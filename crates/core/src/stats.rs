//! Rating aggregates over a set of progress entries.

use std::collections::BTreeMap;

use serde::{Deserialize, Serialize};

use crate::types::ProgressEntry;

/// Round to two decimal places for display.
pub fn round2(value: f64) -> f64 {
    (value * 100.0).round() / 100.0
}

/// Arithmetic mean, or 0 for an empty slice.
fn mean(sum: i64, count: usize) -> f64 {
    if count == 0 {
        0.0
    } else {
        sum as f64 / count as f64
    }
}

/// Mean of each rating, rounded to two decimals.
#[derive(Debug, Clone, Copy, Default, PartialEq, Serialize, Deserialize)]
pub struct RatingAverages {
    pub fluidity: f64,
    pub endurance: f64,
    pub power: f64,
}

/// Averages restricted to one week's entries.
#[derive(Debug, Clone, Copy, Default, PartialEq, Serialize, Deserialize)]
pub struct WeekSummary {
    pub fluidity: f64,
    pub endurance: f64,
    pub power: f64,
    pub sessions: usize,
}

/// Summary statistics shown on the progress page.
#[derive(Debug, Clone, Default, PartialEq, Serialize, Deserialize)]
pub struct ProgressSummary {
    pub averages: RatingAverages,
    /// Minutes.
    pub total_duration: i64,
    pub total_sessions: usize,
    /// Keyed by week number, ascending.
    pub weekly: BTreeMap<i64, WeekSummary>,
}

#[derive(Default)]
struct Totals {
    fluidity: i64,
    endurance: i64,
    power: i64,
    count: usize,
}

impl Totals {
    fn add(&mut self, entry: &ProgressEntry) {
        self.fluidity += entry.fluidity;
        self.endurance += entry.endurance;
        self.power += entry.power;
        self.count += 1;
    }

    fn averages(&self) -> RatingAverages {
        RatingAverages {
            fluidity: round2(mean(self.fluidity, self.count)),
            endurance: round2(mean(self.endurance, self.count)),
            power: round2(mean(self.power, self.count)),
        }
    }
}

/// Compute overall and per-week rating means, total minutes and row count.
///
/// An empty slice yields all-zero averages and an empty weekly breakdown.
pub fn compute_aggregates(entries: &[ProgressEntry]) -> ProgressSummary {
    let mut overall = Totals::default();
    let mut by_week: BTreeMap<i64, Totals> = BTreeMap::new();
    let mut total_duration = 0i64;

    for entry in entries {
        overall.add(entry);
        by_week.entry(entry.week).or_default().add(entry);
        total_duration += entry.duration;
    }

    let weekly = by_week
        .into_iter()
        .map(|(week, totals)| {
            let avg = totals.averages();
            (
                week,
                WeekSummary {
                    fluidity: avg.fluidity,
                    endurance: avg.endurance,
                    power: avg.power,
                    sessions: totals.count,
                },
            )
        })
        .collect();

    ProgressSummary {
        averages: overall.averages(),
        total_duration,
        total_sessions: overall.count,
        weekly,
    }
}

/// Parallel series for the progress chart, one point per entry.
#[derive(Debug, Clone, Default, PartialEq, Eq, Serialize, Deserialize)]
pub struct ChartSeries {
    pub labels: Vec<String>,
    pub fluidity: Vec<i64>,
    pub endurance: Vec<i64>,
    pub power: Vec<i64>,
    pub dates: Vec<String>,
}

impl ChartSeries {
    pub fn from_entries(entries: &[ProgressEntry]) -> Self {
        let mut series = Self::default();
        for entry in entries {
            series.labels.push(entry.slot_label());
            series.fluidity.push(entry.fluidity);
            series.endurance.push(entry.endurance);
            series.power.push(entry.power);
            series.dates.push(entry.date.clone());
        }
        series
    }
}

-- -- --

▶ _TASK BRIEF_:
Each entry shown above must be retyped word for word.

▶ _REPLY TO THE TASK_:
filename crates/core/src/stats.rs
//! Rating aggregates over a set of progress entries.

use std::collections::BTreeMap;

use serde::{Deserialize, Serialize};

use crate::types::ProgressEntry;

/// Round to two decimal places for display.
pub fn round2(value: f64) -> f64 {
    (value * 100.0).round() / 100.0
}

/// Arithmetic mean, or 0 for an empty slice.
fn mean(sum: i64, count: usize) -> f64 {
    if count == 0 {
        0.0
    } else {
        sum as f64 / count as f64
    }
}

/// Mean of each rating, rounded to two decimals.
#[derive(Debug, Clone, Copy, Default, PartialEq, Serialize, Deserialize)]
pub struct RatingAverages {
    pub fluidity: f64,
    pub endurance: f64,
    pub power: f64,
}

/// Averages restricted to one week's entries.
#[derive(Debug, Clone, Copy, Default, PartialEq, Serialize, Deserialize)]
pub struct WeekSummary {
    pub fluidity: f64,
    pub endurance: f64,
    pub power: f64,
    pub sessions: usize,
}

/// Summary statistics shown on the progress page.
#[derive(Debug, Clone, Default, PartialEq, Serialize, Deserialize)]
pub struct ProgressSummary {
    pub averages: RatingAverages,
    /// Minutes.
    pub total_duration: i64,
    pub total_sessions: usize,
    /// Keyed by week number, ascending.
    pub weekly: BTreeMap<i64, WeekSummary>,
}

#[derive(Default)]
struct Totals {
    fluidity: i64,
    endurance: i64,
    power: i64,
    count: usize,
}

impl Totals {
    fn add(&mut self, entry: &ProgressEntry) {
        self.fluidity += entry.fluidity;
        self.endurance += entry.endurance;
        self.power += entry.power;
        self.count += 1;
    }

    fn averages(&self) -> RatingAverages {
        RatingAverages {
            fluidity: round2(mean(self.fluidity, self.count)),
            endurance: round2(mean(self.endurance, self.count)),
            power: round2(mean(self.power, self.count)),
        }
    }
}

/// Compute overall and per-week rating means, total minutes and row count.
///
/// An empty slice yields all-zero averages and an empty weekly breakdown.
pub fn compute_aggregates(entries: &[ProgressEntry]) -> ProgressSummary {
    let mut overall = Totals::default();
    let mut by_week: BTreeMap<i64, Totals> = BTreeMap::new();
    let mut total_duration = 0i64;

    for entry in entries {
        overall.add(entry);
        by_week.entry(entry.week).or_default().add(entry);
        total_duration += entry.duration;
    }

    let weekly = by_week
        .into_iter()
        .map(|(week, totals)| {
            let avg = totals.averages();
            (
                week,
                WeekSummary {
                    fluidity: avg.fluidity,
                    endurance: avg.endurance,
                    power: avg.power,
                    sessions: totals.count,
                },
            )
        })
        .collect();

    ProgressSummary {
        averages: overall.averages(),
        total_duration,
        total_sessions: overall.count,
        weekly,
    }
}

/// Parallel series for the progress chart, one point per entry.
#[derive(Debug, Clone, Default, PartialEq, Eq, Serialize, Deserialize)]
pub struct ChartSeries {
    pub labels: Vec<String>,
    pub fluidity: Vec<i64>,
    pub endurance: Vec<i64>,
    pub power: Vec<i64>,
    pub dates: Vec<String>,
}

impl ChartSeries {
    pub fn from_entries(entries: &[ProgressEntry]) -> Self {
        let mut series = Self::default();
        for entry in entries {
            series.labels.push(entry.slot_label());
            series.fluidity.push(entry.fluidity);
            series.endurance.push(entry.endurance);
            series.power.push(entry.power);
            series.dates.push(entry.date.clone());
        }
        series
    }
}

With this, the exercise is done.